--- Input records ---
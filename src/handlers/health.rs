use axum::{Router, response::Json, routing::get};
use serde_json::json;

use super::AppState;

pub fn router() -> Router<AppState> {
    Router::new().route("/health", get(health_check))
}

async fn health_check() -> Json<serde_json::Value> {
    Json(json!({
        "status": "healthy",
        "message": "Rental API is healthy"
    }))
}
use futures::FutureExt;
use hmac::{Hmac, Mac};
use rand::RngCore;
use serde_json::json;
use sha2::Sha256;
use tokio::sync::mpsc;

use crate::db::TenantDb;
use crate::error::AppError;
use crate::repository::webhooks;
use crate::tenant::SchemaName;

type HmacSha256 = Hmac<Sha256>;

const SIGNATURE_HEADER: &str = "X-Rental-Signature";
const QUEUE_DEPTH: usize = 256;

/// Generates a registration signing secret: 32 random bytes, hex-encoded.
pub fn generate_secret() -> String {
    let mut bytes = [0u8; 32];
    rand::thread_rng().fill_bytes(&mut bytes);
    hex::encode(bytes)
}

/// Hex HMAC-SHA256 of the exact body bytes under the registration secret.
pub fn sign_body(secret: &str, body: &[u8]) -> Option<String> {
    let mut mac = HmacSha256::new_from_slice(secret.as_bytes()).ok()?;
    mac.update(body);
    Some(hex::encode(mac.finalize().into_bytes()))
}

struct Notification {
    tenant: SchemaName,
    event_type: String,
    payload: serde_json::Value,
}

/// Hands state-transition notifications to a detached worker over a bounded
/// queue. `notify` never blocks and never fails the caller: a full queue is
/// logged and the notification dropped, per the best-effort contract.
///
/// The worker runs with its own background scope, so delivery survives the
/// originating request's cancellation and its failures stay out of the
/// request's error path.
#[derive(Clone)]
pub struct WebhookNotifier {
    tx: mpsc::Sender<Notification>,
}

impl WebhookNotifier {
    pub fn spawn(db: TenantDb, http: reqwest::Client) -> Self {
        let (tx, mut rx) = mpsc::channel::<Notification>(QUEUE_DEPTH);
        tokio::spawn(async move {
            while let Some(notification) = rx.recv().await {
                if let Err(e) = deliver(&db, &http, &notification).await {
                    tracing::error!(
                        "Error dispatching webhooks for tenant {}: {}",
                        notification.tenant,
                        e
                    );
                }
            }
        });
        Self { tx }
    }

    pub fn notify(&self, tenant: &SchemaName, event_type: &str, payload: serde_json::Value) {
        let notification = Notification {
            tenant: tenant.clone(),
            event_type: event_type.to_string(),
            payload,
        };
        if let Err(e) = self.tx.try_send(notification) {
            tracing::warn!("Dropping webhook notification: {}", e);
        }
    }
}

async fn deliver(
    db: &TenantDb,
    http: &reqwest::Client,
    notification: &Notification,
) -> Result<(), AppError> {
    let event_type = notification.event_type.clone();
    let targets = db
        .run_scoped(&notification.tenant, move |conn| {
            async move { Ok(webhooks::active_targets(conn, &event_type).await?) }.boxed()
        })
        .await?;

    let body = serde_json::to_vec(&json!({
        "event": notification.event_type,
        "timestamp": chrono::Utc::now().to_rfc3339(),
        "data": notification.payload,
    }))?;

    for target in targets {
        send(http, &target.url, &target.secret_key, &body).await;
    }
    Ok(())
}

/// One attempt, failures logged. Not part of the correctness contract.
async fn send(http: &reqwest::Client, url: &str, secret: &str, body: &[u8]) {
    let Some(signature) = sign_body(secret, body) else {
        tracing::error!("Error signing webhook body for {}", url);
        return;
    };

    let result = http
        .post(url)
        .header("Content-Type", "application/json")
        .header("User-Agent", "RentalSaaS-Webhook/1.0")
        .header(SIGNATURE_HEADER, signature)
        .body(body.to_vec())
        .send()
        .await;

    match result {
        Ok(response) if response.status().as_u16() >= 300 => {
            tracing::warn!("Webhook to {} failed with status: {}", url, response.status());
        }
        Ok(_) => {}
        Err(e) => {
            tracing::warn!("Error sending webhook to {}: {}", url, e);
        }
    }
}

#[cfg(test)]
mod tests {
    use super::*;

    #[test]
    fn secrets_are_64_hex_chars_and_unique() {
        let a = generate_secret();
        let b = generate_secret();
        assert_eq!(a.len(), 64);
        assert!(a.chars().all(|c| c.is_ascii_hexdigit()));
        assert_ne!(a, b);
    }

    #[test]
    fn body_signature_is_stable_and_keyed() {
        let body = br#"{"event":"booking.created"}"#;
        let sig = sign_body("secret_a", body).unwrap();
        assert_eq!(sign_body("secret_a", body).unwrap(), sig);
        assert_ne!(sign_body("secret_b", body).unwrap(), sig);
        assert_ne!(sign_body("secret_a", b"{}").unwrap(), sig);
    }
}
---
--- Input records ---
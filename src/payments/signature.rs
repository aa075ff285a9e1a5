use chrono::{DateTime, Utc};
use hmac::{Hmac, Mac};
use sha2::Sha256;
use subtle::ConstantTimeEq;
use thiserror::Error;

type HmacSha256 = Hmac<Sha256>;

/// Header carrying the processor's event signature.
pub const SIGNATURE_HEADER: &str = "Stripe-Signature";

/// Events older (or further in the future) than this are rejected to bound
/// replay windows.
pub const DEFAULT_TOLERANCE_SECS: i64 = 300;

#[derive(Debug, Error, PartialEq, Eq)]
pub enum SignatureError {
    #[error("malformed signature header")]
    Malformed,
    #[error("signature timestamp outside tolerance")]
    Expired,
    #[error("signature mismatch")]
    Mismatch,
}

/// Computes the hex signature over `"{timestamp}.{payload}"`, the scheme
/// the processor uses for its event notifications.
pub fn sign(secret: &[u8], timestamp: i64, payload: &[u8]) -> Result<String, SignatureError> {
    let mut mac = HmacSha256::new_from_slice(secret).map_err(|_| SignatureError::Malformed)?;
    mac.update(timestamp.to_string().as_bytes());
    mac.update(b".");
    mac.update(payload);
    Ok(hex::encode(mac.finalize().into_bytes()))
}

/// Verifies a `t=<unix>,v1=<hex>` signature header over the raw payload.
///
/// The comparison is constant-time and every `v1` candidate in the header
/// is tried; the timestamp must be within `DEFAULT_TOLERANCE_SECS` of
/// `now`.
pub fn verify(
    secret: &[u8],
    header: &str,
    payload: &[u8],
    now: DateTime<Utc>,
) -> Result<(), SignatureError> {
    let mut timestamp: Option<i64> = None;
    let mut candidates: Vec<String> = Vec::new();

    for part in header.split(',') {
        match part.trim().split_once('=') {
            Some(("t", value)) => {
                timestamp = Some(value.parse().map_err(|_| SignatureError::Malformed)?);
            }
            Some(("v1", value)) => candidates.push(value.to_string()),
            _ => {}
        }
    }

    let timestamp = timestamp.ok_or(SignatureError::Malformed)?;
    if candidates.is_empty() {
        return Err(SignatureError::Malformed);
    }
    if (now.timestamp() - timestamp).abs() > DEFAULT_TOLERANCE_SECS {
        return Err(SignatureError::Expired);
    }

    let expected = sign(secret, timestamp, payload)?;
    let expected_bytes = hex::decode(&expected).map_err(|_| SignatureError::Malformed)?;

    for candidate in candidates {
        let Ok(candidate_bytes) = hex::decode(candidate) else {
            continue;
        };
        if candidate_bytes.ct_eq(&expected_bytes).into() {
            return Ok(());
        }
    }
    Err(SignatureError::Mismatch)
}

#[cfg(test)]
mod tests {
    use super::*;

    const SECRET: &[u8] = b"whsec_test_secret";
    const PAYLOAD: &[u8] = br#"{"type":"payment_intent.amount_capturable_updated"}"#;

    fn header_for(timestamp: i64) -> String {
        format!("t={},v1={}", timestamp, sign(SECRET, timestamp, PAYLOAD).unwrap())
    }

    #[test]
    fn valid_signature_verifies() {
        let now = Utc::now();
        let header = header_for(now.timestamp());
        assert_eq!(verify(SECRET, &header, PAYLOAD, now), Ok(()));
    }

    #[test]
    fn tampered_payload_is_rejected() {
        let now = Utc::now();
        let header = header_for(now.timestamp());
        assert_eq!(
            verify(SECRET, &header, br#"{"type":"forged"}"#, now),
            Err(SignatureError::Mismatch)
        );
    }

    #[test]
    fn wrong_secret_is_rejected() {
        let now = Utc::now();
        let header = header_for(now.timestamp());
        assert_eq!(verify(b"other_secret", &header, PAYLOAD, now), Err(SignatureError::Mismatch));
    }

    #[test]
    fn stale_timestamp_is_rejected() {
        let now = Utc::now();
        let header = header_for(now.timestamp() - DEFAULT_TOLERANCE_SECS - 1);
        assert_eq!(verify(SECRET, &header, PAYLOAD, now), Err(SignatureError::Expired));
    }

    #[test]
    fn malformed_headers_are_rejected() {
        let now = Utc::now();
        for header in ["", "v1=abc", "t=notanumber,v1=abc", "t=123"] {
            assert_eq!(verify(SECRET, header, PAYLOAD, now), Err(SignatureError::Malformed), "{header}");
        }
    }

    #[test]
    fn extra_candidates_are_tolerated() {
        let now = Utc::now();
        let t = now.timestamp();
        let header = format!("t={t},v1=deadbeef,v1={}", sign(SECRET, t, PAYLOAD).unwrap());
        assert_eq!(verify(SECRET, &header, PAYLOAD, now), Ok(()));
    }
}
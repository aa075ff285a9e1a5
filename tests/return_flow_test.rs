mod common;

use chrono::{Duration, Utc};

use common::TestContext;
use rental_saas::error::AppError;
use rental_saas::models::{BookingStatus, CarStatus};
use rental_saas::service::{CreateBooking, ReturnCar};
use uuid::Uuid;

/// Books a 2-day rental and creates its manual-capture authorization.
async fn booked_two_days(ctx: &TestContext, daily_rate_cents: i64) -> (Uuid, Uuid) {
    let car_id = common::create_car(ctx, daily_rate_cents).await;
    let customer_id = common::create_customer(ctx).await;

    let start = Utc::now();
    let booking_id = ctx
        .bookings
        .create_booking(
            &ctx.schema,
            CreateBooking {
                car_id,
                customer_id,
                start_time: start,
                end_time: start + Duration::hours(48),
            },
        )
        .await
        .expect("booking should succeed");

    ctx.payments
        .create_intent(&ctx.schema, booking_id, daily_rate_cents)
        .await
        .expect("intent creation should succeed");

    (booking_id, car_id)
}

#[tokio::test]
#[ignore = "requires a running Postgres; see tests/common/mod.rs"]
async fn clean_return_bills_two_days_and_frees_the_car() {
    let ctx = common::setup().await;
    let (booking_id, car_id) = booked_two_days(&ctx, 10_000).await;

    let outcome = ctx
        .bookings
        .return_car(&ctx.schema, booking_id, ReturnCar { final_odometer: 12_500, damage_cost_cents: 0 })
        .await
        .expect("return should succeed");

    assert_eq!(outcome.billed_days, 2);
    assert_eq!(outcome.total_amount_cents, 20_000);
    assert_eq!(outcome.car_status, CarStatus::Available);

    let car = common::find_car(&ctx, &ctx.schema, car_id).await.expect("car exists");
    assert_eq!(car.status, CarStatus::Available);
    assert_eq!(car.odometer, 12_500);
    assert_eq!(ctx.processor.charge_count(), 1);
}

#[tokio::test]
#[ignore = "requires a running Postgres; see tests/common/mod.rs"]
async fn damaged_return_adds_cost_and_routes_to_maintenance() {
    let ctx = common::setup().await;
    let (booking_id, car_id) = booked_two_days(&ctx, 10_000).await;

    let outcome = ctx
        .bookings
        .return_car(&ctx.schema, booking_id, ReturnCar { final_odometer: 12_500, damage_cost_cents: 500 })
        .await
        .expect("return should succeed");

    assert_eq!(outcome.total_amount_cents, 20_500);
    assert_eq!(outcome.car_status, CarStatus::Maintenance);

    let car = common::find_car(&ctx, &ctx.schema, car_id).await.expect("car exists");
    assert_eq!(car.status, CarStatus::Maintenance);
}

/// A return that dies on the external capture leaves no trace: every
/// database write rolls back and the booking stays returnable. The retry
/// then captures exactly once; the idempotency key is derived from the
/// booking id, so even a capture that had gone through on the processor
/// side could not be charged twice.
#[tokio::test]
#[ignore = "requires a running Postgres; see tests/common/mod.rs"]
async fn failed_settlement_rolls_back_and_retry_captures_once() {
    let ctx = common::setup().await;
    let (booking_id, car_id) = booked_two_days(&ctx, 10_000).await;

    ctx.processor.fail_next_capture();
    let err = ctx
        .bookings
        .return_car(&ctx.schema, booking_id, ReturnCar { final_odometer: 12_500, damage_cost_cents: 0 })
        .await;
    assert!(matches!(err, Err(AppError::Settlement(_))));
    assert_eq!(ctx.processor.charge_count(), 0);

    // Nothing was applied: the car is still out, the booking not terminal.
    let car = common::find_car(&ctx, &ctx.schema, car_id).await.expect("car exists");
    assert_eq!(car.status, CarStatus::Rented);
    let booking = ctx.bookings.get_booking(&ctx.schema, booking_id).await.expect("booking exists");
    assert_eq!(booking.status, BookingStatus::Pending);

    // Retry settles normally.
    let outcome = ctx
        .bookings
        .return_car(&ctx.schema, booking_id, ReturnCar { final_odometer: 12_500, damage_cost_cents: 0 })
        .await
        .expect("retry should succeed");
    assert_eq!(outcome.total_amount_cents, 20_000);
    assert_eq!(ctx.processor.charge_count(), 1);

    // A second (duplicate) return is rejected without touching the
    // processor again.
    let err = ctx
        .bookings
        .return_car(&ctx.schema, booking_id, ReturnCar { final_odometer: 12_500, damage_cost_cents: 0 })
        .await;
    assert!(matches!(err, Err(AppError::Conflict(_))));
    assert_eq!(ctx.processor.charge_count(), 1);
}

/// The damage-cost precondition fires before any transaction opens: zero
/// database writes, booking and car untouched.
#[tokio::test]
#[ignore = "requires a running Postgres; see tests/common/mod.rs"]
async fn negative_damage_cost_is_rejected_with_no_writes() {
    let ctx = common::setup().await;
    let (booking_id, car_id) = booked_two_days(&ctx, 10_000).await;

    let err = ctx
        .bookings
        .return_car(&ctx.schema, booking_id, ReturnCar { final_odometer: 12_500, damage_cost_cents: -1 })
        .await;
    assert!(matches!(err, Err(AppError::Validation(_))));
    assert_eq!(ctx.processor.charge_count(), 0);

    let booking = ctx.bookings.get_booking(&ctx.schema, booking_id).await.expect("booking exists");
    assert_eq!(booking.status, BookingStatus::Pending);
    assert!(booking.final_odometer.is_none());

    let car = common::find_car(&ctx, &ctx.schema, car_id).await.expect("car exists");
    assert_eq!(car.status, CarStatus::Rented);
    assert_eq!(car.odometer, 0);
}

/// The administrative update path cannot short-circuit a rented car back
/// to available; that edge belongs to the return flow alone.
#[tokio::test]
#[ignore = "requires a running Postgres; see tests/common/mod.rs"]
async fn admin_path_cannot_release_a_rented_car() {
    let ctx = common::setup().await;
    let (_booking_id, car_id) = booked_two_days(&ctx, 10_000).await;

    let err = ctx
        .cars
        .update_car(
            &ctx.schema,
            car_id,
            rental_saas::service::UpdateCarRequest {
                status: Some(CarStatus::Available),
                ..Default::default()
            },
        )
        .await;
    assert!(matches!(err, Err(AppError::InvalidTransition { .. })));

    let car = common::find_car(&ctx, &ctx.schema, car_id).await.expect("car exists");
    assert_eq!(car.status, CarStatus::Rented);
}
---
--- Input records ---
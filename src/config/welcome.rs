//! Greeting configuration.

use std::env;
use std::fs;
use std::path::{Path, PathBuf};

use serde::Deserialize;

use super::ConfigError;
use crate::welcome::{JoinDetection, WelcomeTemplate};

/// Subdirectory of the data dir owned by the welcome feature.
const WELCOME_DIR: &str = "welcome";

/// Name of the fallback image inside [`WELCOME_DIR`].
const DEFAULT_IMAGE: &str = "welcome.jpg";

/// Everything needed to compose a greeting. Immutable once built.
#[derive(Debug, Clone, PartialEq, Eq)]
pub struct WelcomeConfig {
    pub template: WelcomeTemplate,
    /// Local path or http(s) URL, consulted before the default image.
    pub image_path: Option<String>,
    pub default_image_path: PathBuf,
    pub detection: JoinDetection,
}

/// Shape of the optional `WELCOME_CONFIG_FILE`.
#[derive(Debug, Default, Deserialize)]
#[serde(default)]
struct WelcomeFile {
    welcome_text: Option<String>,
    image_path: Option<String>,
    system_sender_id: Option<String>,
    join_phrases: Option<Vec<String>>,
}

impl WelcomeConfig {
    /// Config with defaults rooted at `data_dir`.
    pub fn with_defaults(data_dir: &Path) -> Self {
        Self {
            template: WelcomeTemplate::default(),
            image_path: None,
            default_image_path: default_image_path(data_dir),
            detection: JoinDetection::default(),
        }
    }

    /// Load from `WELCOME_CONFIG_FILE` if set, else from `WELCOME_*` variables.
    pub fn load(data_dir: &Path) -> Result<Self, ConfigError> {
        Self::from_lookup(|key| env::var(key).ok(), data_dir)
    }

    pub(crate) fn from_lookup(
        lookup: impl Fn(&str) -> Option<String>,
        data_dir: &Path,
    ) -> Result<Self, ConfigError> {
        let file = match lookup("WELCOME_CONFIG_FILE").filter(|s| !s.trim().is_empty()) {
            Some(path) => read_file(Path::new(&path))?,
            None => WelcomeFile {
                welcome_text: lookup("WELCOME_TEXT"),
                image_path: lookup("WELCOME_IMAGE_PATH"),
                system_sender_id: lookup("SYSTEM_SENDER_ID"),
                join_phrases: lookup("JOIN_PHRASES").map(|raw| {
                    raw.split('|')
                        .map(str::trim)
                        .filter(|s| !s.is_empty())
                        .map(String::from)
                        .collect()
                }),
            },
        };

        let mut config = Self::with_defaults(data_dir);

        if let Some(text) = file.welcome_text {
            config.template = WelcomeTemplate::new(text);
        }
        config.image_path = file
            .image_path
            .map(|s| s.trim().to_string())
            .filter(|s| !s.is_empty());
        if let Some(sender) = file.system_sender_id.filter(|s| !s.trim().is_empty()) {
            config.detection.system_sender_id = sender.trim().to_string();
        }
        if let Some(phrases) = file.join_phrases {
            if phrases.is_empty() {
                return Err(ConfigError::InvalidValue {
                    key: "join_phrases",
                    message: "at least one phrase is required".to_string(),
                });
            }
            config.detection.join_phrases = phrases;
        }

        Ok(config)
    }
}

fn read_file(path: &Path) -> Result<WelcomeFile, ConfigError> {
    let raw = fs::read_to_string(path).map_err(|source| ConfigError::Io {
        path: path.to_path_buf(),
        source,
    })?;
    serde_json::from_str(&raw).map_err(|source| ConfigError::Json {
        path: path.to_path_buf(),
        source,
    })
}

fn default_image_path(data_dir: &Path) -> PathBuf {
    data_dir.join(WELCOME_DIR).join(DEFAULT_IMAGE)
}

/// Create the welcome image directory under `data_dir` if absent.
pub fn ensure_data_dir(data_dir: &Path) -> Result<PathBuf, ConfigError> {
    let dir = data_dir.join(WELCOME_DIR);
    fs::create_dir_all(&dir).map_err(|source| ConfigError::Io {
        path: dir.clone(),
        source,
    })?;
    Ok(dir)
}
---
## [Task to complete]
Write out exactly the lines above from the line with "filename src/handlers/health.rs" through the line with "pub fn sign_body(secret: &str, body: &[u8])", both of them included, and leave out all other lines.

## [Task result]
filename src/handlers/health.rs
use axum::{Router, response::Json, routing::get};
use serde_json::json;

use super::AppState;

pub fn router() -> Router<AppState> {
    Router::new().route("/health", get(health_check))
}

async fn health_check() -> Json<serde_json::Value> {
    Json(json!({
        "status": "healthy",
        "message": "Rental API is healthy"
    }))
}
use futures::FutureExt;
use hmac::{Hmac, Mac};
use rand::RngCore;
use serde_json::json;
use sha2::Sha256;
use tokio::sync::mpsc;

use crate::db::TenantDb;
use crate::error::AppError;
use crate::repository::webhooks;
use crate::tenant::SchemaName;

type HmacSha256 = Hmac<Sha256>;

const SIGNATURE_HEADER: &str = "X-Rental-Signature";
const QUEUE_DEPTH: usize = 256;

/// Generates a registration signing secret: 32 random bytes, hex-encoded.
pub fn generate_secret() -> String {
    let mut bytes = [0u8; 32];
    rand::thread_rng().fill_bytes(&mut bytes);
    hex::encode(bytes)
}

/// Hex HMAC-SHA256 of the exact body bytes under the registration secret.
pub fn sign_body(secret: &str, body: &[u8]) -> Option<String> {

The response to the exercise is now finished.